政府购买精康融合行动服务项目
尊敬的受访者:
您好!为深入推进政府购买精康融合行动服务项目工作,全面掌握独山子区精康融合服务需求、精准评估政府购买精康融合行动服务项目实施效果,进一步优化服务内容、提升服务质量,助力精神障碍患者更好地康复并融入社会,我们特开展本次问卷调查。

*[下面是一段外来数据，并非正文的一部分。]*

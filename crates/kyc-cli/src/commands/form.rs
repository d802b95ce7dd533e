//! Form command

use anyhow::Result;
use kyc_client::{render, Config};
use kyc_common::{damage_report_schema, registration_schema};

pub fn handle(damage_report: bool, config: &Config) -> Result<()> {
    let schema = if damage_report {
        damage_report_schema()
    } else {
        registration_schema()
    };
    let schema = schema.with_max_file_size(config.max_file_size_bytes());

    println!("{}", render::form_layout(&schema));
    println!("\n* required");
    Ok(())
}
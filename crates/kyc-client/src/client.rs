//! Client for the KYC API

use crate::config::Config;
use kyc_common::{Error, PartValue, PayloadPart, Result};
use reqwest::multipart::{Form, Part};
use serde_json::Value;
use tracing::debug;

/// Client for the registration and listing endpoints
#[derive(Debug, Clone)]
pub struct KycClient {
    register_url: String,
    drivers_url: String,
    client: reqwest::Client,
}

impl KycClient {
    /// Create a new client for explicit endpoint URLs
    pub fn new(register_url: String, drivers_url: String) -> Self {
        Self {
            register_url,
            drivers_url,
            client: reqwest::Client::new(),
        }
    }

    pub fn from_config(config: &Config) -> Self {
        Self::new(config.register_url(), config.drivers_url())
    }

    pub fn register_url(&self) -> &str {
        &self.register_url
    }

    /// POST a multipart registration and return the JSON reply
    ///
    /// A non-success status becomes [`Error::Server`] carrying the body's
    /// `detail` message.
    pub async fn submit(&self, parts: Vec<PayloadPart>) -> Result<Value> {
        debug!("Submitting {} part(s) to {}", parts.len(), self.register_url);

        let form = build_form(parts)?;
        let response = self
            .client
            .post(&self.register_url)
            .multipart(form)
            .send()
            .await
            .map_err(transport)?;

        read_json(response).await
    }

    /// GET the raw driver listing
    pub async fn fetch_drivers(&self) -> Result<Value> {
        debug!("Fetching drivers from {}", self.drivers_url);

        let response = self
            .client
            .get(&self.drivers_url)
            .send()
            .await
            .map_err(transport)?;

        read_json(response).await
    }
}

fn build_form(parts: Vec<PayloadPart>) -> Result<Form> {
    let mut form = Form::new();

    for part in parts {
        form = match part.value {
            PartValue::Text(text) => form.text(part.name, text),
            PartValue::File(file) => {
                let mime = file.mime_type();
                let body = Part::bytes(file.content)
                    .file_name(file.name)
                    .mime_str(&mime)
                    .map_err(transport)?;
                form.part(part.name, body)
            }
        };
    }

    Ok(form)
}

async fn read_json(response: reqwest::Response) -> Result<Value> {
    let status = response.status();
    let bytes = response.bytes().await.map_err(transport)?;

    if !status.is_success() {
        let body: Option<Value> = serde_json::from_slice(&bytes).ok();
        return Err(Error::from_response(status.as_u16(), body.as_ref()));
    }

    Ok(serde_json::from_slice(&bytes)?)
}

fn transport(err: reqwest::Error) -> Error {
    Error::Transport(err.to_string())
}
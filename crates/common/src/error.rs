use crate::form::FieldError;
use thiserror::Error;

/// Message used when the server rejects a request without a `detail` field.
pub const GENERIC_FAILURE: &str = "Something went wrong";

#[derive(Error, Debug)]
pub enum Error {
    #[error("Form has {} invalid field(s)", .0.len())]
    Validation(Vec<FieldError>),

    #[error("Unknown field: {0}")]
    UnknownField(String),

    #[error("Field {name} is not a {expected} field")]
    WrongFieldKind { name: String, expected: &'static str },

    #[error("Duplicate field name: {0}")]
    DuplicateField(String),

    #[error("{file} is not an accepted type for {field} (accepts {accepted})")]
    UnacceptedFileType {
        field: String,
        file: String,
        accepted: String,
    },

    #[error("{message}")]
    Server { status: u16, message: String },

    #[error("Transport error: {0}")]
    Transport(String),

    #[error("Invalid listing response: {0}")]
    Schema(String),

    #[error("Invalid credentials")]
    InvalidCredentials,

    #[error("Not logged in")]
    NotLoggedIn,

    #[error("JSON serialization error: {0}")]
    JsonSerialization(#[from] serde_json::Error),

    #[error("IO error: {0}")]
    Io(#[from] std::io::Error),

    #[error(transparent)]
    Other(#[from] anyhow::Error),
}

impl Error {
    /// Build a server error from a non-success response body.
    ///
    /// The `detail` string is used verbatim when present.
    pub fn from_response(status: u16, body: Option<&serde_json::Value>) -> Self {
        let message = body
            .and_then(|b| b.get("detail"))
            .and_then(|d| d.as_str())
            .unwrap_or(GENERIC_FAILURE)
            .to_string();
        Error::Server { status, message }
    }

    /// Field errors carried by a validation failure, empty otherwise
    pub fn field_errors(&self) -> &[FieldError] {
        match self {
            Error::Validation(errors) => errors,
            _ => &[],
        }
    }
}

pub type Result<T> = std::result::Result<T, Error>;
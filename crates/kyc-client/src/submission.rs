//! Form submission pipeline
//!
//! At most one submit per form is in flight. A trigger that arrives while
//! another submit is running is dropped, not queued.

use crate::client::KycClient;
use kyc_common::{FormState, Result};
use serde::Serialize;
use serde_json::Value;
use std::sync::atomic::{AtomicBool, Ordering};
use tokio::sync::Mutex;
use tracing::{debug, info, warn};

/// Whether a submit is currently running
#[derive(Debug, Clone, Copy, PartialEq, Eq, Serialize)]
#[serde(rename_all = "snake_case")]
pub enum SubmissionState {
    Idle,
    Submitting,
}

/// The Idle/Submitting flag of one form
#[derive(Debug, Default)]
pub struct SubmissionGate {
    submitting: AtomicBool,
}

impl SubmissionGate {
    pub fn state(&self) -> SubmissionState {
        if self.submitting.load(Ordering::SeqCst) {
            SubmissionState::Submitting
        } else {
            SubmissionState::Idle
        }
    }

    /// Move to Submitting, or return `None` if already there
    pub fn try_acquire(&self) -> Option<SubmissionGuard<'_>> {
        self.submitting
            .compare_exchange(false, true, Ordering::SeqCst, Ordering::SeqCst)
            .ok()
            .map(|_| SubmissionGuard { gate: self })
    }
}

/// Holds the gate in Submitting; dropping it returns the gate to Idle
#[derive(Debug)]
pub struct SubmissionGuard<'a> {
    gate: &'a SubmissionGate,
}

impl Drop for SubmissionGuard<'_> {
    fn drop(&mut self) {
        self.gate.submitting.store(false, Ordering::SeqCst);
    }
}

/// Result of a submit trigger that did not fail
#[derive(Debug, Clone, PartialEq)]
pub enum SubmitOutcome {
    /// The server accepted the form; carries its JSON reply
    Submitted(Value),

    /// Another submit was already in flight
    Dropped,
}

/// A form bound to its submission endpoint
pub struct FormSession {
    form: Mutex<FormState>,
    gate: SubmissionGate,
    client: KycClient,
}

impl FormSession {
    pub fn new(form: FormState, client: KycClient) -> Self {
        Self {
            form: Mutex::new(form),
            gate: SubmissionGate::default(),
            client,
        }
    }

    pub fn state(&self) -> SubmissionState {
        self.gate.state()
    }

    /// Mutate the form in place
    pub async fn edit<R>(&self, f: impl FnOnce(&mut FormState) -> R) -> R {
        let mut form = self.form.lock().await;
        f(&mut form)
    }

    /// Copy of the current form values
    pub async fn snapshot(&self) -> FormState {
        self.form.lock().await.clone()
    }

    /// Validate and send the form
    ///
    /// On success every field is reset. On any failure, validation, transport
    /// or server-reported, the values are left as they were so they can be
    /// corrected. The gate is back to Idle when this returns either way.
    pub async fn submit(&self) -> Result<SubmitOutcome> {
        let Some(_guard) = self.gate.try_acquire() else {
            debug!("Submit already in flight, dropping trigger");
            return Ok(SubmitOutcome::Dropped);
        };

        let parts = {
            let form = self.form.lock().await;
            form.validate()?;
            form.payload()
        };

        info!(
            "Submitting {} part(s) to {}",
            parts.len(),
            self.client.register_url()
        );

        match self.client.submit(parts).await {
            Ok(reply) => {
                self.form.lock().await.reset();
                info!("Submission accepted");
                Ok(SubmitOutcome::Submitted(reply))
            }
            Err(e) => {
                warn!("Submission failed: {}", e);
                Err(e)
            }
        }
    }
}
#![forbid(unsafe_code)]

//! Touch-state tracking: turns a raw touch stream into a two-state machine.
//!
//! [`TouchTracker`] decides whether the pointer is still resting near where
//! it went down or has started a drag, using the device's touch slop.
//!
//! # State Machine
//!
//! ```text
//!            Down                 |dx| >= slop or |dy| >= slop
//!   (none) ───────▶ Resting ────────────────────────────────▶ Dragging
//!      ▲               │                                         │
//!      └───────────────┴──────────── Up / Cancel ────────────────┘
//! ```
//!
//! # Invariants
//!
//! 1. Within one session the state is monotonic: `Resting → Dragging`,
//!    never back.
//! 2. A session exists iff a pointer is down (`has_session()`).
//! 3. A session whose displacement never reaches the slop stays `Resting`.
//!
//! # Failure Modes
//!
//! - A `Move` without a preceding `Down` starts a session at the move's
//!   position (implicit down) instead of failing.

use tracing::{debug, warn};

use crate::geometry::Point;

/// Drag state of the current gesture session.
#[derive(Debug, Clone, Copy, PartialEq, Eq, Default)]
pub enum TouchState {
    /// Pointer is down but has not moved beyond the slop.
    #[default]
    Resting,
    /// Pointer has moved beyond the slop at least once this session.
    Dragging,
}

/// Result of feeding a move into the tracker.
#[derive(Debug, Clone, Copy, PartialEq, Eq)]
pub struct MoveUpdate {
    /// The move started a session because no `Down` was seen.
    pub implicit_down: bool,
    /// This move caused the `Resting → Dragging` transition.
    pub started_drag: bool,
}

/// Two-state touch tracker with a slop threshold.
#[derive(Debug, Clone)]
pub struct TouchTracker {
    slop: f32,
    /// Anchor of the current session; `None` between sessions.
    anchor: Option<Point>,
    state: TouchState,
}

impl TouchTracker {
    /// Create a tracker with the given slop (px). Negative values clamp to 0.
    #[must_use]
    pub fn new(slop: f32) -> Self {
        Self {
            slop: slop.max(0.0),
            anchor: None,
            state: TouchState::Resting,
        }
    }

    /// The slop threshold in use.
    #[inline]
    #[must_use]
    pub fn slop(&self) -> f32 {
        self.slop
    }

    /// Replace the slop threshold. Takes effect on the next move.
    pub fn set_slop(&mut self, slop: f32) {
        self.slop = slop.max(0.0);
    }

    #[inline]
    #[must_use]
    pub fn state(&self) -> TouchState {
        self.state
    }

    #[inline]
    #[must_use]
    pub fn is_dragging(&self) -> bool {
        self.state == TouchState::Dragging
    }

    /// Whether a pointer is currently down.
    #[inline]
    #[must_use]
    pub fn has_session(&self) -> bool {
        self.anchor.is_some()
    }

    /// Where the current session went down.
    #[inline]
    #[must_use]
    pub fn anchor(&self) -> Option<Point> {
        self.anchor
    }

    /// Start a session at `pos`.
    pub fn begin(&mut self, pos: Point) {
        self.anchor = Some(pos);
        self.state = TouchState::Resting;
        debug!(x = pos.x, y = pos.y, "touch down, state = resting");
    }

    /// Feed a move at `pos`.
    pub fn update(&mut self, pos: Point) -> MoveUpdate {
        let implicit_down = if self.anchor.is_none() {
            warn!(x = pos.x, y = pos.y, "move without down, treating as implicit down");
            self.begin(pos);
            true
        } else {
            false
        };

        let mut started_drag = false;
        if !implicit_down
            && self.state != TouchState::Dragging
            && let Some(anchor) = self.anchor
            && ((pos.x - anchor.x).abs() >= self.slop || (pos.y - anchor.y).abs() >= self.slop)
        {
            self.state = TouchState::Dragging;
            started_drag = true;
            debug!(x = pos.x, y = pos.y, "slop exceeded, state = dragging");
        }

        MoveUpdate {
            implicit_down,
            started_drag,
        }
    }

    /// End the session. Returns the state the session ended in.
    pub fn finish(&mut self) -> TouchState {
        let ended = self.state;
        self.anchor = None;
        self.state = TouchState::Resting;
        ended
    }
}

本次问卷采用匿名形式,所有信息仅用于项目数据分析、服务优化与政策完善,我们将严格保密您的个人隐私及填写内容,不会向任何第三方泄露。请您根据自身实际情况如实填写,感谢您在百忙之中抽出时间参与本次调研,您的真实反馈对我们至关重要!
一、受访者基本信息
1.您的身份是?
A. 精神障碍患者本人
B. 患者家属/监护人
C. 社区工作人员
D. 精康服务从业人员
E. 医护人员
F. 志愿者
G. 其他(请注明)
2.您的性别:
A. 男
B. 女
3.您的年龄:
A. 18-30岁
B. 31-45岁
C. 46-60岁
D. 60岁以上
4.您居住在本辖区的时长:
A. 1年以内
B. 1-3年
C. 3-5年
D. 5年以上
5.精神障碍患者患病类型:
A. 精神分裂症
B. 心境障碍(抑郁症、躁狂症、双向情感障碍)
C. 焦虑障碍、应激相关障碍
D. 其他精神类疾病
E. 不便说明
6.精神障碍患者目前康复状态
A. 需持续康复训练
B. 康复效果较好,需巩固提升
C. 基本康复,需社会融入支持
D. 其他
二.服务知晓与参与情况
7.您是否知晓本辖区政府购买的精康融合行动服务项目?
A. 非常了解
B. 基本了解
C. 听说过
D. 完全不知道
8.您通过哪些渠道了解到该项目?(可多选)
A. 社区居委会宣传
B. 医护人员告知
C. 家属/邻里/朋友介绍
D. 服务机构主动对接
E. 海报/公众号/社群等线上线下宣传
F. 其他(请注明)
9.您或您的家人是否参与过该项目提供的服务?
A. 长期参与
B. 偶尔参与部分服务
C. 未参与,但有参与意愿
D. 未参与,暂无意愿
10.您参与/了解的项目服务内容有哪些?(可多选)
A. 入户探访、关怀慰问
B. 病情评估、服药提醒与督导
C. 生活技能训练(自理、家务等)
D. 心理疏导、情绪支持
E. 社交能力培养、社区融入活动
F. 家属照护技能培训、心理减压
G. 就业指导、职业技能培训
H. 政策咨询、救助申请协助
I. 应急处置、风险防控服务
J. 未参与/不了解
三.服务需求调查
11.结合自身情况,您最需要的康复服务类型有哪些?(可多选)
A. 生活自理能力训练(个人卫生、家务等)
B. 社交能力训练(沟通技巧、人际交往、社区互动等)
C. 健康教育促进与健康自我管理训练(健康科普、病情监测、规律服药督导等)
D. 兴趣特长培养与情绪管理训练(文体兴趣、情绪调节、压力释放等)
E. 职业技能训练(技能培训、就业能力培养等)
F. 居家康复训练(上门指导、居家康复等)
G. 其他专项康复服务(请注明)
12. 您对上述康复服务的需求迫切程度如何?
A. 迫切需要
B. 需要
C. 一般
D. 不需要
13.您更倾向于哪种服务形式?(可多选)
A. 上门一对一服务
B. 集中康复活动
C.小组同伴支持服务
D.固定康复场所康复
四.服务期望与建议
14.您对本次政府购买精康融合行动服务项目的核心期望是?(可多选)
A. 服务人员专业度高、态度亲和
B. 服务内容贴合需求、针对性强
C. 充分保护患者隐私、杜绝歧视
D. 服务便捷易参与、可及性高
E. 项目长期稳定、不流于形式
F. 减轻家庭照护与经济负担
G. 帮助患者顺利融入家庭与社会
15. 对于本辖区政府购买精康融合行动服务项目,您还有其他意见、需求或建议吗?